Baltimore Jewish Times, March 12, 2004; Stephen Silberfarb, Executive Director, Jewish Community Relations Council of Minnesota and the Dakotas:

“Mel Gibson was Jew baiting — and we took the bait on his terms.”

U.S. News and World Report, March 8, 2004; James Carroll:

“It is a pornographic celebration of suffering.”

The Evangelist (Diocese of Albany, NY), March 23, 2004; Dr. Peter Zaas, Siena College:

“‘It’s rampant with anti-Semitic images….’

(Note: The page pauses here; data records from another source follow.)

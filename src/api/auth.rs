//! HTTP basic authentication for the remote endpoints.

use super::{ApiError, ApiState};
use crate::config::Credentials;
use crate::Error;

use axum::extract::{Request, State};
use axum::http::header;
use axum::middleware::Next;
use axum::response::{IntoResponse, Response};
use base64::engine::general_purpose::STANDARD;
use base64::Engine;

/// Reject requests whose `Authorization` header does not carry the
/// configured credentials. A no-op when no credentials are configured.
pub async fn require_basic_auth(
    State(state): State<ApiState>,
    req: Request,
    next: Next,
) -> Response {
    let Some(expected) = state.credentials.as_deref() else {
        return next.run(req).await;
    };

    let authorized = req
        .headers()
        .get(header::AUTHORIZATION)
        .and_then(|value| value.to_str().ok())
        .and_then(parse_basic)
        .is_some_and(|(user, password)| credentials_match(expected, &user, &password));

    if !authorized {
        return ApiError::from(Error::Unauthorized).into_response();
    }
    next.run(req).await
}

fn credentials_match(expected: &Credentials, user: &str, password: &str) -> bool {
    expected.access_key_id == user && expected.secret_access_key == password
}

/// Decode `Basic <base64(user:password)>`.
pub(crate) fn parse_basic(value: &str) -> Option<(String, String)> {
    let (scheme, encoded) = value.trim().split_once(' ')?;
    if !scheme.eq_ignore_ascii_case("basic") {
        return None;
    }
    let decoded = STANDARD.decode(encoded.trim()).ok()?;
    let decoded = String::from_utf8(decoded).ok()?;
    let (user, password) = decoded.split_once(':')?;
    Some((user.to_string(), password.to_string()))
}

#[cfg(test)]
mod tests {
    use super::*;

    #[test]
    fn test_parse_basic() {
        let header = format!("Basic {}", STANDARD.encode("AKIA:s3cr:et"));
        assert_eq!(
            parse_basic(&header),
            Some(("AKIA".to_string(), "s3cr:et".to_string()))
        );
        let lower = format!("basic {}", STANDARD.encode("a:b"));
        assert!(parse_basic(&lower).is_some());
    }

    #[test]
    fn test_parse_basic_rejects_other_schemes() {
        assert_eq!(parse_basic("Bearer abc"), None);
        assert_eq!(parse_basic("Basic !!!notbase64"), None);
        assert_eq!(parse_basic(&format!("Basic {}", STANDARD.encode("nocolon"))), None);
    }
}
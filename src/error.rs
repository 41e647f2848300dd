//! Error types for remotecheck

use std::fmt;

/// Result type alias for remotecheck operations
pub type Result<T> = std::result::Result<T, Error>;

/// Error types for remotecheck
#[derive(Debug)]
pub enum Error {
    /// HTTP transport errors
    Http(reqwest::Error),
    /// The remote endpoint answered with a non-success status
    Status { status: u16, body: String },
    /// Protobuf encoding errors
    Encode(prost::EncodeError),
    /// Protobuf decoding errors
    Decode(prost::DecodeError),
    /// Snappy compression errors
    Compression(snap::Error),
    /// Decompressed payload would exceed the configured limit
    PayloadTooLarge { size: usize, limit: usize },
    /// IO errors
    Io(std::io::Error),
    /// Protobuf schema could not be compiled
    Schema(String),
    /// Selector or read query is invalid
    InvalidQuery(String),
    /// Write request failed validation
    InvalidWrite(String),
    /// Requested feature is not supported
    Unsupported(String),
    /// Missing or wrong credentials
    Unauthorized,
    /// Configuration errors
    Config(String),
    /// Timeout
    Timeout,
    /// A correctness check did not hold
    CheckFailed(String),
    /// Internal error
    Internal(String),
}

impl Error {
    /// HTTP status of a request the remote side rejected.
    pub fn status(&self) -> Option<u16> {
        match self {
            Error::Status { status, .. } => Some(*status),
            Error::Http(e) => e.status().map(|s| s.as_u16()),
            _ => None,
        }
    }

    /// True for errors caused by the caller's input rather than the service.
    pub fn is_client_error(&self) -> bool {
        matches!(
            self,
            Error::Decode(_)
                | Error::Compression(_)
                | Error::PayloadTooLarge { .. }
                | Error::InvalidQuery(_)
                | Error::InvalidWrite(_)
                | Error::Unsupported(_)
        )
    }
}

impl std::error::Error for Error {
    fn source(&self) -> Option<&(dyn std::error::Error + 'static)> {
        match self {
            Error::Http(e) => Some(e),
            Error::Encode(e) => Some(e),
            Error::Decode(e) => Some(e),
            Error::Compression(e) => Some(e),
            Error::Io(e) => Some(e),
            _ => None,
        }
    }
}

impl fmt::Display for Error {
    fn fmt(&self, f: &mut fmt::Formatter<'_>) -> fmt::Result {
        match self {
            Error::Http(e) => write!(f, "HTTP error: {}", e),
            Error::Status { status, body } => {
                if body.is_empty() {
                    write!(f, "Remote returned status {}", status)
                } else {
                    write!(f, "Remote returned status {}: {}", status, body)
                }
            }
            Error::Encode(e) => write!(f, "Protobuf encode error: {}", e),
            Error::Decode(e) => write!(f, "Protobuf decode error: {}", e),
            Error::Compression(e) => write!(f, "Snappy error: {}", e),
            Error::PayloadTooLarge { size, limit } => {
                write!(f, "Payload too large: {} bytes exceeds limit of {}", size, limit)
            }
            Error::Io(e) => write!(f, "IO error: {}", e),
            Error::Schema(msg) => write!(f, "Schema error: {}", msg),
            Error::InvalidQuery(msg) => write!(f, "Invalid query: {}", msg),
            Error::InvalidWrite(msg) => write!(f, "Invalid write: {}", msg),
            Error::Unsupported(msg) => write!(f, "Unsupported: {}", msg),
            Error::Unauthorized => write!(f, "Unauthorized"),
            Error::Config(msg) => write!(f, "Configuration error: {}", msg),
            Error::Timeout => write!(f, "Operation timed out"),
            Error::CheckFailed(msg) => write!(f, "Check failed: {}", msg),
            Error::Internal(msg) => write!(f, "Internal error: {}", msg),
        }
    }
}

impl From<reqwest::Error> for Error {
    fn from(e: reqwest::Error) -> Self {
        if e.is_timeout() {
            return Error::Timeout;
        }
        Error::Http(e)
    }
}

impl From<prost::EncodeError> for Error {
    fn from(e: prost::EncodeError) -> Self {
        Error::Encode(e)
    }
}

impl From<prost::DecodeError> for Error {
    fn from(e: prost::DecodeError) -> Self {
        Error::Decode(e)
    }
}

impl From<snap::Error> for Error {
    fn from(e: snap::Error) -> Self {
        Error::Compression(e)
    }
}

impl From<std::io::Error> for Error {
    fn from(e: std::io::Error) -> Self {
        Error::Io(e)
    }
}

impl From<regex::Error> for Error {
    fn from(e: regex::Error) -> Self {
        Error::InvalidQuery(format!("invalid regex: {}", e))
    }
}

impl From<serde_json::Error> for Error {
    fn from(e: serde_json::Error) -> Self {
        Error::Internal(format!("serialization failed: {}", e))
    }
}

#[cfg(test)]
mod tests {
    use super::*;

    #[test]
    fn test_status_exposed() {
        let err = Error::Status {
            status: 400,
            body: "missing labels".to_string(),
        };
        assert_eq!(err.status(), Some(400));
        assert_eq!(err.to_string(), "Remote returned status 400: missing labels");
        assert_eq!(Error::Timeout.status(), None);
    }

    #[test]
    fn test_client_error_classification() {
        assert!(Error::InvalidWrite("x".into()).is_client_error());
        assert!(Error::PayloadTooLarge { size: 2, limit: 1 }.is_client_error());
        assert!(!Error::Internal("x".into()).is_client_error());
        assert!(!Error::Unauthorized.is_client_error());
    }
}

“Dr. Zaas said he doesn’t come from a religious tradition that values suffering as an act of piety, so he was offended by Mr. Gibson’s choice to focus so exclusively on Christ’s suffering during the Passion. …

“‘I didn’t get anything from it except concern that someone was showing me these images on purpose: It was Mel Gibson crucifying Christ.'”

The Dialog (Diocese of Wilmington, DE), March 2, 2004; Rabbi Charles Klein, New York Board of Rabbis:

“Through our eyes, we saw something frightening. We saw the Jewish community portrayed as a ruthless mob.”

Peoria Journal Star, March 2, 2004; Rabbi Eugene Korn:

“This kind of interpretation of the passion has had a very toxic history. In the past, there has been violence against Jewish property and lives after production [sic] similar to this one.”

Baltimore Sun, February 28, 2004; John Dominic Crossan, professor emeritus, DePaul University:

“Anyone who handles this story must know they have to be terribly careful—I don’t mean politically correct. Out of this story has come 2,000 years of anti-Semitic pogroms.”

Indianapolis Star, February 28, 2004; The Rev. Ron Allen, professor of New Testament studies, Christian Theological Seminary (Disciples of Christ), Indianapolis:

“Its attack on Judaism is so destructive that it overpowers any other positive features. …

“The damage done to the human community by this film’s brutal picture of Judaism may be more harmful than the good intended by the filmmakers. I have to say that I think people are better off not seeing this film.”

Sun-Sentinel (FL), February 28, 2004; Rabbi Sheldon Jay Harr, Temple Kol Ami, Plantation, FL:

“This movie has become an effective modern-day Passion Play. And Passion Plays have always pictured the Jews as bloodthirsty, satanic, hate-filled people.”

Sun-Sentinel (FL), February 28, 2004; Rabbi Geoffrey Botnick, Temple Torah, West Boynton Beach, FL:

“Some people will distort things from the movie, to serve their agenda. [The film] has the potential of changing the course of harmony between the Catholic Church and the Jewish people.”

Atlanta Journal-Constitution, February 27, 2004; Kathleen M. O’Connor, Old Testament professor, Columbia Theological Seminary:

“I found the suffering so extreme as to be pornographic.”

Detroit Free Press, February 25, 2004; Rabbi Daniel Nevins, Adat Shalom Synagogue, Farmington Hills, MI:

“As a Jew seeing this, it feels like we’ve gone back to a medieval us-versus-them model.”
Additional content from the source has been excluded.